Health spending
In conducting the review of Health spending the new Secretary of state needs to pursue some of these questions.
- How much will the planned reorganisation cost? What is the purpose of the abolition of Clinical Commissioning Groups and their replacement by Integrated Care Boards and Integrated Care Partnerships ? Will some of the CEOs of the CCGs be appointed to be CEOs of the new bodies? Will they still be paid some redundancy payments or is there a clause which says if they maintain employment with the NHS there should be no such payment? If the NHS decides to appoint former CEO employees in the reorganisation does it save headhunting and recruitment fees on those people? Are there planned savings from the reorganisation, and if so how much and when?

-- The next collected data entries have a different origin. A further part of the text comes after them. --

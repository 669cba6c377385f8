//! Alert classification and rendering
//!
//! The API embeds severity inside the alert text itself ("CRITICAL: ...",
//! "WARNING: ..."). Classification walks an ordered rule table and stops at
//! the first marker found, so an alert mentioning both words is critical.

use crate::view::{DashboardView, IconRenderer};

/// Alert severity tier
#[derive(Debug, Clone, Copy, PartialEq, Eq)]
pub enum Severity {
    /// Anything without a known marker (STABLE, ADVISORY, ...)
    Info,
    Warning,
    Critical,
}

/// Marker substrings in priority order
pub const SEVERITY_RULES: [(&str, Severity); 2] = [
    ("CRITICAL", Severity::Critical),
    ("WARNING", Severity::Warning),
];

/// Layout classes shared by every alert row
pub const ALERT_LAYOUT: &str = "p-4 rounded-xl text-sm flex items-start space-x-3";

/// Sizing classes shared by every alert icon
pub const ICON_LAYOUT: &str = "w-5 h-5 flex-shrink-0";

/// Visual treatment of one severity
#[derive(Debug, Clone, Copy, PartialEq, Eq)]
pub struct StyleBundle {
    /// Background and border classes of the alert row
    pub container_class: &'static str,
    /// Accent color class of the icon
    pub icon_class: &'static str,
    /// lucide glyph name
    pub glyph: &'static str,
}

impl StyleBundle {
    pub fn row_class(&self) -> String {
        format!("{} {ALERT_LAYOUT}", self.container_class)
    }

    pub fn icon_classes(&self) -> String {
        format!("{} {ICON_LAYOUT}", self.icon_class)
    }
}

impl Severity {
    /// Classify an alert by the first matching marker
    pub fn classify(message: &str) -> Self {
        SEVERITY_RULES
            .iter()
            .find(|(marker, _)| message.contains(marker))
            .map(|(_, severity)| *severity)
            .unwrap_or(Severity::Info)
    }

    pub fn style(&self) -> StyleBundle {
        match self {
            Severity::Info => StyleBundle {
                container_class: "bg-slate-800/50",
                icon_class: "text-sky-400",
                glyph: "info",
            },
            Severity::Warning => StyleBundle {
                container_class: "bg-amber-500/10 border border-amber-500/20",
                icon_class: "text-amber-500",
                glyph: "alert-triangle",
            },
            Severity::Critical => StyleBundle {
                container_class: "bg-rose-500/10 border border-rose-500/20",
                icon_class: "text-rose-500",
                glyph: "alert-octagon",
            },
        }
    }
}

/// One alert row ready to be placed in the container.
///
/// `text` is inserted as text content, never as markup.
#[derive(Debug, Clone, PartialEq)]
pub struct AlertElement {
    pub severity: Severity,
    pub style: StyleBundle,
    pub text: String,
}

impl AlertElement {
    pub fn from_message(message: &str) -> Self {
        let severity = Severity::classify(message);
        Self {
            severity,
            style: severity.style(),
            text: message.to_string(),
        }
    }
}

/// Rebuilds the alert list on every call
pub struct AlertRenderer {
    icons: Option<Box<dyn IconRenderer>>,
}

impl AlertRenderer {
    pub fn new(icons: Option<Box<dyn IconRenderer>>) -> Self {
        Self { icons }
    }

    /// Replace the container contents with `alerts`, preserving order
    pub fn render<V: DashboardView + ?Sized>(&self, view: &V, alerts: &[String]) -> Vec<AlertElement> {
        let elements: Vec<AlertElement> = alerts.iter().map(|m| AlertElement::from_message(m)).collect();

        view.replace_alerts(&elements);

        // Glyphs stay placeholders until the icon library runs over them
        if let Some(icons) = &self.icons {
            icons.create_icons();
        }

        log::debug!("Rendered {} alerts", elements.len());
        elements
    }
}
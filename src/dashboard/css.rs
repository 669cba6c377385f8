//! Dashboard CSS styles
//!
//! Tailwind supplies the tier colors used by alerts and the health bar;
//! these rules cover the cards, buttons and modal.

pub const STYLES: &str = r"
:root {
    --card: #0f172a;
    --border: #1e293b;
    --text-dim: #94a3b8;
    --blue: #38bdf8;
}

.refresh-time { font-size: 12px; color: var(--text-dim); }

/* Cards */
.card {
    background: var(--card);
    border: 1px solid var(--border);
    border-radius: 12px;
    padding: 20px;
}

.card-title {
    font-size: 12px;
    color: var(--text-dim);
    text-transform: uppercase;
    letter-spacing: 0.05em;
    margin-bottom: 8px;
}

.card-value { font-size: 28px; font-weight: 700; }

.health-label { font-size: 12px; color: var(--text-dim); }

.health-track {
    height: 8px;
    margin-top: 12px;
    border-radius: 4px;
    overflow: hidden;
    background: var(--border);
}

/* Buttons */
.btn {
    padding: 8px 16px;
    border-radius: 6px;
    border: 1px solid var(--border);
    font-size: 14px;
    cursor: pointer;
    transition: opacity 0.2s;
}

.btn:hover { opacity: 0.85; }
.btn:disabled { opacity: 0.5; cursor: not-allowed; }
.btn-primary { background: var(--blue); color: #0f172a; border-color: var(--blue); }
.btn-secondary { background: transparent; color: inherit; }

/* Modal */
.modal {
    position: fixed;
    inset: 0;
    display: flex;
    align-items: center;
    justify-content: center;
    background: rgba(2, 6, 23, 0.75);
}

.modal.hidden { display: none; }

.modal-panel {
    width: 100%;
    max-width: 420px;
    background: var(--card);
    border: 1px solid var(--border);
    border-radius: 12px;
    padding: 24px;
}

.field { display: block; font-size: 13px; color: var(--text-dim); }

.field input, .field select {
    display: block;
    width: 100%;
    margin-top: 4px;
    padding: 8px;
    border-radius: 6px;
    border: 1px solid var(--border);
    background: #020617;
    color: inherit;
}
";
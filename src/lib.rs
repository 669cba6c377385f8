//! BizHealth Dashboard - browser client for business health metrics
//!
//! Fetches metrics from the BizHealth API, renders stats cards, a colored
//! health bar and severity-styled alerts, and submits new financial records.
//!
//! # Architecture
//! - `controller`: sequential refresh cycle and form submission
//! - `alerts` / `health`: pure mapping from payload to visual state
//! - `client`: HTTP client with an injected API origin
//! - `view`: traits for the page, chart and icon collaborators
//! - `dom` (wasm32 only): `web-sys` implementation and event wiring
//!
//! # Features
//! - Marker-based alert severity (CRITICAL over WARNING over info)
//! - Health tiers at 40 / 70 with Stable / Monitor / At Risk labels
//! - Single in-flight request sequence, no overlapping refreshes
//! - Optional periodic auto-refresh

// Clippy configuration for dashboard code patterns
#![allow(clippy::doc_markdown)] // Doc style flexibility
#![allow(clippy::if_not_else)] // Readability preference
#![allow(clippy::map_unwrap_or)] // Explicit error handling preference
#![allow(clippy::float_cmp)] // Threshold and formatting tests compare exact values

mod alerts;
mod client;
mod config;
mod controller;
mod dashboard;
mod error;
mod form;
mod health;
mod logging;
mod types;
mod view;

#[cfg(target_arch = "wasm32")]
mod dom;

#[cfg(test)]
mod test_support;

pub use alerts::{AlertElement, AlertRenderer, SEVERITY_RULES, Severity, StyleBundle};
pub use client::ApiClient;
pub use config::Config;
pub use controller::{Dashboard, RefreshFailure, RefreshOutcome, RefreshStep, SubmitOutcome};
pub use dashboard::{STYLES, TEMPLATE, dashboard_html, ids};
pub use error::{DashboardError, Result};
pub use form::parse_float;
pub use health::{HealthTier, format_number, format_usd, update_stats};
pub use logging::{ConsoleLogger, init as init_logging};
pub use types::*;
pub use view::{ChartSink, DashboardView, FormFields, IconRenderer, StatField};

/// Browser entry point
#[cfg(target_arch = "wasm32")]
#[wasm_bindgen::prelude::wasm_bindgen(start)]
pub fn start() {
    console_error_panic_hook::set_once();

    if let Err(e) = dom::boot() {
        log::error!("Dashboard failed to start: {e}");
    }
}
//! `log` backend writing to the browser console
//!
//! On wasm32 records go to `console.error/warn/info/debug`; on the host
//! (tests, tooling) they go to stderr.

use log::{Level, LevelFilter, Log, Metadata, Record};

static LOGGER: ConsoleLogger = ConsoleLogger;

pub struct ConsoleLogger;

impl Log for ConsoleLogger {
    fn enabled(&self, metadata: &Metadata<'_>) -> bool {
        metadata.level() <= log::max_level()
    }

    fn log(&self, record: &Record<'_>) {
        if !self.enabled(record.metadata()) {
            return;
        }
        let line = format!("[{}] {}: {}", record.level(), record.target(), record.args());
        emit(record.level(), &line);
    }

    fn flush(&self) {}
}

#[cfg(target_arch = "wasm32")]
fn emit(level: Level, line: &str) {
    let value = wasm_bindgen::JsValue::from_str(line);
    match level {
        Level::Error => web_sys::console::error_1(&value),
        Level::Warn => web_sys::console::warn_1(&value),
        Level::Info => web_sys::console::info_1(&value),
        Level::Debug | Level::Trace => web_sys::console::debug_1(&value),
    }
}

#[cfg(not(target_arch = "wasm32"))]
fn emit(_level: Level, line: &str) {
    eprintln!("{line}");
}

/// Install the console logger; later calls only adjust the level
pub fn init(level: LevelFilter) {
    // set_logger fails once a logger exists, which is fine on re-init
    let _ = log::set_logger(&LOGGER);
    log::set_max_level(level);
}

- Test and Trace. Test and Trace understandably was expensive in its first year when there were a lot of set up costs and provision of a large capacity in the face of an unabated pandemic. Current year spending of £15bn on T and T seems high. Surely next year there can be a sharp reduction in T and T spending, with much of the cost now sunk, and with less need for capacity to man the system which can be largely automated anyway.
- What are the forecast costs of the vaccine programme against CV 19 going forward? Again surely there will be substantial savings next year as most people who want to be vaccinated will have had two jabs and many will have had a winter booster as well?
- How much will be saved by not hiring in capacity from the private sector in the way the NHS did during the peak of the pandemic? How many treatments and operations will the private sector carry out for people willing to pay, relieving pressure on the NHS as private capacity is returned to that sector?
- What productivity savings are brought by the use of digital consultations and remote medicine?